**EXERCISE BRIEF:**
In the listing below, locate the line containing "use_effect_with((), |_| notify::request_permission());" and the line containing "filename src/config.rs". Output both of them and every line between, exactly as written, and nothing more.

**DATA FOR REVIEW:**
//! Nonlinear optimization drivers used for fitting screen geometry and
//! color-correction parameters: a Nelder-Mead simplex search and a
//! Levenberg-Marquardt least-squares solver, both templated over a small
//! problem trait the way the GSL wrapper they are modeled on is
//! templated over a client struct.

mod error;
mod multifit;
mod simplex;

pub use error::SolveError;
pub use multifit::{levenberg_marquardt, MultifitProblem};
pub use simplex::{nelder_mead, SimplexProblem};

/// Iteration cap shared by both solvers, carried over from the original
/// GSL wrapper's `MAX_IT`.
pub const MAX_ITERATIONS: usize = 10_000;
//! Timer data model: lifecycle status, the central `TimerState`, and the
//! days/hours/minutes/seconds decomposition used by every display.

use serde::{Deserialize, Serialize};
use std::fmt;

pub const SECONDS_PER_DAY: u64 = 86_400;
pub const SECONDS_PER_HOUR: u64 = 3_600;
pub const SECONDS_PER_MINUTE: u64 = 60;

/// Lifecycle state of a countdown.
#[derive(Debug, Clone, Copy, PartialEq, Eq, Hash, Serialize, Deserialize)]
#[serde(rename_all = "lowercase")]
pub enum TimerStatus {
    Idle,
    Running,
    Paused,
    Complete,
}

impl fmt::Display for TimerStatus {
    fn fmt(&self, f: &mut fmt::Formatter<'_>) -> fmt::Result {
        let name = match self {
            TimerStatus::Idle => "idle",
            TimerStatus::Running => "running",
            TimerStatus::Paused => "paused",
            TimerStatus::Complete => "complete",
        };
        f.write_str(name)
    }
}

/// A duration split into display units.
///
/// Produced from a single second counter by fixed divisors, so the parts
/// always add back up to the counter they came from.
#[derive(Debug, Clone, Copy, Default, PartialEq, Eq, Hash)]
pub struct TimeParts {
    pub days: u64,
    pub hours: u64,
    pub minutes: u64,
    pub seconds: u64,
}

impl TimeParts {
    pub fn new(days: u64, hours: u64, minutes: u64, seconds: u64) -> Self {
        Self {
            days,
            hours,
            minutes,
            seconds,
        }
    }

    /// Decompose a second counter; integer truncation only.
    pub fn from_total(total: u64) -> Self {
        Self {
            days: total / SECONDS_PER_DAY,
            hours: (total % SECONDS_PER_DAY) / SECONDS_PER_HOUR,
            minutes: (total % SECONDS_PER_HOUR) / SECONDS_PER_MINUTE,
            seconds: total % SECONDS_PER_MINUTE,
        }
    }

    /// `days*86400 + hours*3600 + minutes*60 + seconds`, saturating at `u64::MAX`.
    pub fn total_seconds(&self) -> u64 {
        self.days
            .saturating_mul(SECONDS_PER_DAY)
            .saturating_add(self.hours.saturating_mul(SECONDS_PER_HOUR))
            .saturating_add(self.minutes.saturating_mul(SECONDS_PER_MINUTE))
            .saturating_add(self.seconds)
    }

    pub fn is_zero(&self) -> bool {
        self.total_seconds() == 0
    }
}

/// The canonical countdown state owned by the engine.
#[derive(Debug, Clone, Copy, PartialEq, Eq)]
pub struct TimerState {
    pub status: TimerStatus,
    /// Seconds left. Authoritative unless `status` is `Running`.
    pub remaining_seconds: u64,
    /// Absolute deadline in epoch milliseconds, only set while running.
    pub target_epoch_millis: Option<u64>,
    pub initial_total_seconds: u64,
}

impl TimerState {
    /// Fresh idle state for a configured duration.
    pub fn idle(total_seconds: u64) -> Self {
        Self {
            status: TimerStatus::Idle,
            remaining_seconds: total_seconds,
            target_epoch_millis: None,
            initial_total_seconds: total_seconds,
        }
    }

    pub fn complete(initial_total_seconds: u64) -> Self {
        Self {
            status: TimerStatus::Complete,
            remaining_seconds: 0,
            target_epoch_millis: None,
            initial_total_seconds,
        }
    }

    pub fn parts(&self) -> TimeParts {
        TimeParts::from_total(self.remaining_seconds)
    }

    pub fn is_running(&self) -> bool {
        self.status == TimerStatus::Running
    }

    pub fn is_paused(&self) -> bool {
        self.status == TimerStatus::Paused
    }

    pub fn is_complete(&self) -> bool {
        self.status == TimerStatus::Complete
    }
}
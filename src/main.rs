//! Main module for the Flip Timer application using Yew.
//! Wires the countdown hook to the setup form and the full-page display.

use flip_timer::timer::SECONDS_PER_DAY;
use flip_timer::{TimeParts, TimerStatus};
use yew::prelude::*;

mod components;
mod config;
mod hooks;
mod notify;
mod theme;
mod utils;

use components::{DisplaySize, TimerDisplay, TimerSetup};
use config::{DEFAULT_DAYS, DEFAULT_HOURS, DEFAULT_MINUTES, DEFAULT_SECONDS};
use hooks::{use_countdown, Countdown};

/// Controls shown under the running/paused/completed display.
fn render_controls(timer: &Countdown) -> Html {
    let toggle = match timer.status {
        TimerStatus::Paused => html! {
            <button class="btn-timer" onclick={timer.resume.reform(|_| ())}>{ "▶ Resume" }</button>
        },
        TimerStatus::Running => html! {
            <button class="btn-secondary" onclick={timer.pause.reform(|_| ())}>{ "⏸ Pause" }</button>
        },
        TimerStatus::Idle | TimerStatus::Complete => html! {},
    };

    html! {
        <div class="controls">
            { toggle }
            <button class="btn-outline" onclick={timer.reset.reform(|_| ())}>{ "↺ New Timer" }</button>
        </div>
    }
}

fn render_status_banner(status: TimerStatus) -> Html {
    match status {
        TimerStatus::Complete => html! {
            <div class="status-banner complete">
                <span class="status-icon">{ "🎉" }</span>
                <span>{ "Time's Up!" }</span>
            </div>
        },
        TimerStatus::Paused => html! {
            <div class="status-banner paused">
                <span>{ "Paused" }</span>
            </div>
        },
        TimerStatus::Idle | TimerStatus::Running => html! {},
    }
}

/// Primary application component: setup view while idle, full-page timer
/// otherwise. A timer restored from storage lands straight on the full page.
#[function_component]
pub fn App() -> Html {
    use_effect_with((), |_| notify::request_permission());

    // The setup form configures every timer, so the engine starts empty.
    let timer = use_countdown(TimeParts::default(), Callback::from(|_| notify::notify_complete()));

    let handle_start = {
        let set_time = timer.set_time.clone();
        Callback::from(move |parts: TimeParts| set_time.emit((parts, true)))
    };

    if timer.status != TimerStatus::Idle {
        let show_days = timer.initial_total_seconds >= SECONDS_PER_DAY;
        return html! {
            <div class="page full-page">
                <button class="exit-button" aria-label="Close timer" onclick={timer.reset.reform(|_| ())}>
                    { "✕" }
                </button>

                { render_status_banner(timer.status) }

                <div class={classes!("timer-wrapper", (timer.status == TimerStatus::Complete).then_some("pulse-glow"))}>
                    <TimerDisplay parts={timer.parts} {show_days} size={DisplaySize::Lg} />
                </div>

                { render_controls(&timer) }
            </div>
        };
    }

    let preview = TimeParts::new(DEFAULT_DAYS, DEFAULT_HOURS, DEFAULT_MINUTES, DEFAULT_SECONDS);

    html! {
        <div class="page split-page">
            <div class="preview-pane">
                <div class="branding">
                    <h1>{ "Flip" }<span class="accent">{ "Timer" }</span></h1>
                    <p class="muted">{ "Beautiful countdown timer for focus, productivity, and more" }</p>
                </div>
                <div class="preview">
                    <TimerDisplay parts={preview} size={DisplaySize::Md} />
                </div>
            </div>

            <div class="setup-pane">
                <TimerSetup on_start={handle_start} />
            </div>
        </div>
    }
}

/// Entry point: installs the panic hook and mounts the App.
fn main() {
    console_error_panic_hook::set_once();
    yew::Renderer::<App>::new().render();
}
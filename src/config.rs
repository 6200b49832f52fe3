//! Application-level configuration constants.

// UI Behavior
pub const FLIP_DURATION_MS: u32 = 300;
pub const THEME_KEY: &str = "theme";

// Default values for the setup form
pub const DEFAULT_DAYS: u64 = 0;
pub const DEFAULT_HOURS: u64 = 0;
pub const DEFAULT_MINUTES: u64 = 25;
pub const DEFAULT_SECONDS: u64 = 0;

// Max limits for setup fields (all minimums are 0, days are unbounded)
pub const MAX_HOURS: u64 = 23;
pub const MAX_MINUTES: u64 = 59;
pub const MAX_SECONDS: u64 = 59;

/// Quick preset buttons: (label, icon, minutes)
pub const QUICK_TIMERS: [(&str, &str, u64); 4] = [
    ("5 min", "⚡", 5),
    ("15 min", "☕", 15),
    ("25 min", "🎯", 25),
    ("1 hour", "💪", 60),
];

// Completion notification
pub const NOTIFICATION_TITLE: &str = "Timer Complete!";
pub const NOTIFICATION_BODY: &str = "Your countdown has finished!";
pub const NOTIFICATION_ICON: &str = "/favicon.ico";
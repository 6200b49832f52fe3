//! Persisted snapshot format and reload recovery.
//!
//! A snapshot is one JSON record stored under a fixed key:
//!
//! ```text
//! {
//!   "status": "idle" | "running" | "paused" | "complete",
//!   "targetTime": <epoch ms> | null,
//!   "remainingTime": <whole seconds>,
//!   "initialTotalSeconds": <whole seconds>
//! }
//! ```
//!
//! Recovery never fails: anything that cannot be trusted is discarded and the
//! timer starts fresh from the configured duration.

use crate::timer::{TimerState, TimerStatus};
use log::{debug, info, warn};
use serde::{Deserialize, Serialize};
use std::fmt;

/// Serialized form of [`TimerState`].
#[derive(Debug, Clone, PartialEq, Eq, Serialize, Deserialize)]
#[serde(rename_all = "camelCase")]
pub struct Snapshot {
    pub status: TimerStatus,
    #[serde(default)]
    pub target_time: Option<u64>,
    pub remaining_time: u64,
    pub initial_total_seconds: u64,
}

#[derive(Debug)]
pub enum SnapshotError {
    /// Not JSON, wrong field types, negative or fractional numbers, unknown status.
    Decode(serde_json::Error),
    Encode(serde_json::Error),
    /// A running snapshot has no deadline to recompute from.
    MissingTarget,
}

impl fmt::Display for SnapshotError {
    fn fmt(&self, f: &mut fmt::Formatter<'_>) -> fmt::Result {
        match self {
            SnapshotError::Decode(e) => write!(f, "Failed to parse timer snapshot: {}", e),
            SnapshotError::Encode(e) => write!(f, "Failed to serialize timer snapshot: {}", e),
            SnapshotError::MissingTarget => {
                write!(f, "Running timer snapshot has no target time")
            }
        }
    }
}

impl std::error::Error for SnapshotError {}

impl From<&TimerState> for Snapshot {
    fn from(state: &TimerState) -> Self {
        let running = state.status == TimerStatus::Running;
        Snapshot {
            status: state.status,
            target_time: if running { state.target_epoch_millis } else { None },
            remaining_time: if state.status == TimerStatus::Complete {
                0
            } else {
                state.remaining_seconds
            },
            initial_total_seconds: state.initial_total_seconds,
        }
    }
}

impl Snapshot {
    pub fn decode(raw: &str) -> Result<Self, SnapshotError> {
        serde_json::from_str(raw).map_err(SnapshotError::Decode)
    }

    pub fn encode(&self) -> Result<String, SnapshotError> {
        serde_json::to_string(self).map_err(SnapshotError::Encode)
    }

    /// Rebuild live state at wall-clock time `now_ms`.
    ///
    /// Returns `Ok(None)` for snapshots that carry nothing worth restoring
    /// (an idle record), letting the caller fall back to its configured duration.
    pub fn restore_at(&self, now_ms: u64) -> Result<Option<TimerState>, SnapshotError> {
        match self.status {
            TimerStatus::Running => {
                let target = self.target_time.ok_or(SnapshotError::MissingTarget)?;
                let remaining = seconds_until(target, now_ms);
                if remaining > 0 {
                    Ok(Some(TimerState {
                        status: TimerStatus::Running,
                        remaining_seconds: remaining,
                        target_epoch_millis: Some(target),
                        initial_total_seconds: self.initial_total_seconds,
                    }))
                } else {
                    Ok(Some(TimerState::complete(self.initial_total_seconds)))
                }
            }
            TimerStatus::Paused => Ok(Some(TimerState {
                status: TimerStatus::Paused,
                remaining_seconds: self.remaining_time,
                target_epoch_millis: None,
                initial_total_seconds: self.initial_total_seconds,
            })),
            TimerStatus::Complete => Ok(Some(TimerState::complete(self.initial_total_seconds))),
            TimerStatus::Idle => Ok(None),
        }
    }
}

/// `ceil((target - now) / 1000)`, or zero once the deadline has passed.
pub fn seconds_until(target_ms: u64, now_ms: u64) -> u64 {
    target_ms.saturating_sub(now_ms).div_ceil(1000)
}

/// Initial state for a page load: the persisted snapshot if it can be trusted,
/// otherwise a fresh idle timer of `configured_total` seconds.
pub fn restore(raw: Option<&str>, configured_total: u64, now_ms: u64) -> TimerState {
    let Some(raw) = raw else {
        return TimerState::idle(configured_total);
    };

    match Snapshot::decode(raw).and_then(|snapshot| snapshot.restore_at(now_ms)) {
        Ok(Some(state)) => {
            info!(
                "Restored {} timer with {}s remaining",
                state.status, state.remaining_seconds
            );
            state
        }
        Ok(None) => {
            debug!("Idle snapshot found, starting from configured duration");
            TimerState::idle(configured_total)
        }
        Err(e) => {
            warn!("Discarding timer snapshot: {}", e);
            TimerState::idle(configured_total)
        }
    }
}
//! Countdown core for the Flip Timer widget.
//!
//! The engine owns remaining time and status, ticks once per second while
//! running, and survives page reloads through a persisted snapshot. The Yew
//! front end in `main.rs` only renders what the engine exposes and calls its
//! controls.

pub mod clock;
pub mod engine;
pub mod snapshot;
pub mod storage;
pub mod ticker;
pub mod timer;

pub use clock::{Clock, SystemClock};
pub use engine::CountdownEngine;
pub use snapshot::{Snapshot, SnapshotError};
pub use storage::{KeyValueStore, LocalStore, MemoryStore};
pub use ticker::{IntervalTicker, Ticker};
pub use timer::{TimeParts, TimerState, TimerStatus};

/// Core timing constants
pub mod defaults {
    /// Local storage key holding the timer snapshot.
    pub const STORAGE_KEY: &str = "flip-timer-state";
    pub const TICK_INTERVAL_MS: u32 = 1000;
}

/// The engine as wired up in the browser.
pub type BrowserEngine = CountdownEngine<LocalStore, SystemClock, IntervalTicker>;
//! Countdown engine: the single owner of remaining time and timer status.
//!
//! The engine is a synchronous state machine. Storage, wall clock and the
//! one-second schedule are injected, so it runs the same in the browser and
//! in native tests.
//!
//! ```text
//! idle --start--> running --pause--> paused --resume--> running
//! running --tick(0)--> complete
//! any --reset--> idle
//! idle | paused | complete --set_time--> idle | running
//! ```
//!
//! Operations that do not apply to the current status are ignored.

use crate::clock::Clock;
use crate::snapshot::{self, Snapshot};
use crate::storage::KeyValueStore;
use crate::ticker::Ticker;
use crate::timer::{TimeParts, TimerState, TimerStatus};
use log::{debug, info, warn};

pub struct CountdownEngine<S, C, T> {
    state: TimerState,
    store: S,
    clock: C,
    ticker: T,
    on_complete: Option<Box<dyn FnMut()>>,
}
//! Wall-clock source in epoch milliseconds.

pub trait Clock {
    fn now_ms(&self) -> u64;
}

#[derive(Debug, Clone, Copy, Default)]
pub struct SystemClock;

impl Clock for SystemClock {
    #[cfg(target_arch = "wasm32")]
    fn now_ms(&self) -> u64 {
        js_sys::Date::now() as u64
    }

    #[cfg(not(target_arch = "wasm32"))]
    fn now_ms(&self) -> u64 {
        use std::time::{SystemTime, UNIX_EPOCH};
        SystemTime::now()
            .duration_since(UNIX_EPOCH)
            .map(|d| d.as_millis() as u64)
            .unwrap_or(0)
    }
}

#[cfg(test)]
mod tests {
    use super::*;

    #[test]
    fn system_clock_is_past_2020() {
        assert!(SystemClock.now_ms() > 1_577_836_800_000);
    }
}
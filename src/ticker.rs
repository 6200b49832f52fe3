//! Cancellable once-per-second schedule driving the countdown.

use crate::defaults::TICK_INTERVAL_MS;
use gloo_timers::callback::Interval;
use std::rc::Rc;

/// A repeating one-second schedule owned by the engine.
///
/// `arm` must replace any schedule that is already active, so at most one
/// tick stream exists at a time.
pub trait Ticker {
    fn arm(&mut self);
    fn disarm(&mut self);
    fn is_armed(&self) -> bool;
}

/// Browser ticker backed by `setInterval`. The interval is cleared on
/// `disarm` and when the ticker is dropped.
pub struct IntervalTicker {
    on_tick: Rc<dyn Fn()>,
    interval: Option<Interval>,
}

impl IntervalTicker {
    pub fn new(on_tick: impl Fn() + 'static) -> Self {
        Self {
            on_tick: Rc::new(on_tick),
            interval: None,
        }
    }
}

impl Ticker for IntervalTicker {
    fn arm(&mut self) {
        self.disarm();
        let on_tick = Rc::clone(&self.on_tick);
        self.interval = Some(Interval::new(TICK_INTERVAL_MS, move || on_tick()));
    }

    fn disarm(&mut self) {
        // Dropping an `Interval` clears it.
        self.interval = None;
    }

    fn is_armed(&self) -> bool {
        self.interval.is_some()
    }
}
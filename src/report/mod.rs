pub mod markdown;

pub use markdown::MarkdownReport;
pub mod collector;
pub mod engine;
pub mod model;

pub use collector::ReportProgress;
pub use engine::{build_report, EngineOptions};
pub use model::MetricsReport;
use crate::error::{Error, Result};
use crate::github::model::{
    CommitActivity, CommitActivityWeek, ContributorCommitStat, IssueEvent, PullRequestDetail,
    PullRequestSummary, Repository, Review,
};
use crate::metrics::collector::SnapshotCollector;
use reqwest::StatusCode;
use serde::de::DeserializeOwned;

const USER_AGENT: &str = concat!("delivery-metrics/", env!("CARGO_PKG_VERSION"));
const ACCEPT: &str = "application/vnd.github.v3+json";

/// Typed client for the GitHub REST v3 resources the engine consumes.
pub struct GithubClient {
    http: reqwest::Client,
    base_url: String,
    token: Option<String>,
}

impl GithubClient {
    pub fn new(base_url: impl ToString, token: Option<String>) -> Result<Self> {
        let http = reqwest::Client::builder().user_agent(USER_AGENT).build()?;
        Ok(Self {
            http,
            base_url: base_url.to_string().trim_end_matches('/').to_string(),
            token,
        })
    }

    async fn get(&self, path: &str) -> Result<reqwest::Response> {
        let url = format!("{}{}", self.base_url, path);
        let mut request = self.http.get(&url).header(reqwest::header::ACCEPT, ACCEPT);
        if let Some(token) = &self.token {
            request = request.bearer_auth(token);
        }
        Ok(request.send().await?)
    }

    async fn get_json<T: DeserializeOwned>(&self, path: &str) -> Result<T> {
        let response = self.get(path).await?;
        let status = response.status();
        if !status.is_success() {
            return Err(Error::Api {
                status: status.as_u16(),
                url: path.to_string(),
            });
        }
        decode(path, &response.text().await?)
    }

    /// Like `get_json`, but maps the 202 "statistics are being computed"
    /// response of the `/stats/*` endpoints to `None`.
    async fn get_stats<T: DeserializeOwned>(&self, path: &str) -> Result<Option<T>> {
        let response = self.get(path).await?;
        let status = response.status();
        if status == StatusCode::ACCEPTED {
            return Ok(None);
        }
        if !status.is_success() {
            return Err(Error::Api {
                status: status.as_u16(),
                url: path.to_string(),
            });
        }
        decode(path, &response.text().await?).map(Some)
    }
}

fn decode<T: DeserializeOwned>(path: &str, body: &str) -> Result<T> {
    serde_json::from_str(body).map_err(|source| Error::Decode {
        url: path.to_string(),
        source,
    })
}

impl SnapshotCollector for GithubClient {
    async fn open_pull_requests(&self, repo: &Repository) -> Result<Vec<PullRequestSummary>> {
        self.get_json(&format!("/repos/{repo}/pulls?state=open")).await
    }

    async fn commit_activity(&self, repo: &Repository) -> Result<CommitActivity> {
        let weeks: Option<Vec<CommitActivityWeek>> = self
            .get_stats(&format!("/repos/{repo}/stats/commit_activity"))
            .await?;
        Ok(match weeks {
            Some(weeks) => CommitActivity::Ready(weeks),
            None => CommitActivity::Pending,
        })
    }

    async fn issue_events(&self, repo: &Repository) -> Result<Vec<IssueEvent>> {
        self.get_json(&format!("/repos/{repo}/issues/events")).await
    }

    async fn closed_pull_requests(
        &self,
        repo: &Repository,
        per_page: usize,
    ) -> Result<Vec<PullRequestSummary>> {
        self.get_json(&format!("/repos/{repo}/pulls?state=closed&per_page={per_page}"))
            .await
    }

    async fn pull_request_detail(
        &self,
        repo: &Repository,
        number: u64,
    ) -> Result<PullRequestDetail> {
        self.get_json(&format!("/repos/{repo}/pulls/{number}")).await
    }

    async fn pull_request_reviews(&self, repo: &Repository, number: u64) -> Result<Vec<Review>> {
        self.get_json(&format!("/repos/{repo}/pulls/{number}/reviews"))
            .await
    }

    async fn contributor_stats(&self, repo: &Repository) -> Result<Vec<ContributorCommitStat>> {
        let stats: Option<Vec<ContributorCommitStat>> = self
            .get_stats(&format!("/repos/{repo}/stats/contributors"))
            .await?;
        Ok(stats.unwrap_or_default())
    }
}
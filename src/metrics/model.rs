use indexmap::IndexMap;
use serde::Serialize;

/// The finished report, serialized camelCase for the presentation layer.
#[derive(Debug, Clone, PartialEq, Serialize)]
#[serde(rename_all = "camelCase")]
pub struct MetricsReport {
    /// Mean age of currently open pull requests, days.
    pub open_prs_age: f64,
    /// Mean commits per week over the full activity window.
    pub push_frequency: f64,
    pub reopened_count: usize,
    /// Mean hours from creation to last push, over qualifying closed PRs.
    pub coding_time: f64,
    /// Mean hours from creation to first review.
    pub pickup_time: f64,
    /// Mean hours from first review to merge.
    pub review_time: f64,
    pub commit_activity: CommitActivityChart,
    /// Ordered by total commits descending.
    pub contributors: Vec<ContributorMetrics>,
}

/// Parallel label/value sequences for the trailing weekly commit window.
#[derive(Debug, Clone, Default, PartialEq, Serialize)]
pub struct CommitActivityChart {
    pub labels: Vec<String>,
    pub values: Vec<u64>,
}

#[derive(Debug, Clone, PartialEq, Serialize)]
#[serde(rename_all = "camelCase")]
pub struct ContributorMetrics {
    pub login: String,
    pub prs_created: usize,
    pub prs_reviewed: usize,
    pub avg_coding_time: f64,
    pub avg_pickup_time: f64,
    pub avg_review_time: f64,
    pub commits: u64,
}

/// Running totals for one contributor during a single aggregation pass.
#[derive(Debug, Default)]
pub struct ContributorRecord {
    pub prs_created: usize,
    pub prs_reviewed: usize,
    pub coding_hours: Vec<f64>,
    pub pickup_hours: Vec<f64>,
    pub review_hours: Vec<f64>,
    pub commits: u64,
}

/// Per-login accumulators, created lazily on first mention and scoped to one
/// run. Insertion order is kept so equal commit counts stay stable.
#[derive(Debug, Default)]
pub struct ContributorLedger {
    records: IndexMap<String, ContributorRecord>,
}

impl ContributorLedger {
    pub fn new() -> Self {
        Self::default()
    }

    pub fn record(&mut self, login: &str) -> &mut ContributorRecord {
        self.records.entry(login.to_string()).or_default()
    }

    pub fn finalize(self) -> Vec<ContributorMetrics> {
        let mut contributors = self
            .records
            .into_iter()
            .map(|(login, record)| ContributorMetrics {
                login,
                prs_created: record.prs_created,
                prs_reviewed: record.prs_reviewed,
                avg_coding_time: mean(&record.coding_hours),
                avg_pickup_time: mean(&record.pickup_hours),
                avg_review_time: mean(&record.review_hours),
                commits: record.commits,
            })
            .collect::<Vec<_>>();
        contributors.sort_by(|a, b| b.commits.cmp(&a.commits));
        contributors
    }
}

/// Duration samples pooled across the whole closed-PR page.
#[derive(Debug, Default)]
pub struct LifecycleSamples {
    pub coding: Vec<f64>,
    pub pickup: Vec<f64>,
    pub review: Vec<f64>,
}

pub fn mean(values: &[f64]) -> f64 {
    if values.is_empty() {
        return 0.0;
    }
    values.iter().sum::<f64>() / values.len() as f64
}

**ANSWER TO THIS PROBLEM:**
    use_effect_with((), |_| notify::request_permission());

    // The setup form configures every timer, so the engine starts empty.
    let timer = use_countdown(TimeParts::default(), Callback::from(|_| notify::notify_complete()));

    let handle_start = {
        let set_time = timer.set_time.clone();
        Callback::from(move |parts: TimeParts| set_time.emit((parts, true)))
    };

    if timer.status != TimerStatus::Idle {
        let show_days = timer.initial_total_seconds >= SECONDS_PER_DAY;
        return html! {
            <div class="page full-page">
                <button class="exit-button" aria-label="Close timer" onclick={timer.reset.reform(|_| ())}>
                    { "✕" }
                </button>

                { render_status_banner(timer.status) }

                <div class={classes!("timer-wrapper", (timer.status == TimerStatus::Complete).then_some("pulse-glow"))}>
                    <TimerDisplay parts={timer.parts} {show_days} size={DisplaySize::Lg} />
                </div>

                { render_controls(&timer) }
            </div>
        };
    }

    let preview = TimeParts::new(DEFAULT_DAYS, DEFAULT_HOURS, DEFAULT_MINUTES, DEFAULT_SECONDS);

    html! {
        <div class="page split-page">
            <div class="preview-pane">
                <div class="branding">
                    <h1>{ "Flip" }<span class="accent">{ "Timer" }</span></h1>
                    <p class="muted">{ "Beautiful countdown timer for focus, productivity, and more" }</p>
                </div>
                <div class="preview">
                    <TimerDisplay parts={preview} size={DisplaySize::Md} />
                </div>
            </div>

            <div class="setup-pane">
                <TimerSetup on_start={handle_start} />
            </div>
        </div>
    }
}

/// Entry point: installs the panic hook and mounts the App.
fn main() {
    console_error_panic_hook::set_once();
    yew::Renderer::<App>::new().render();
}
filename src/config.rs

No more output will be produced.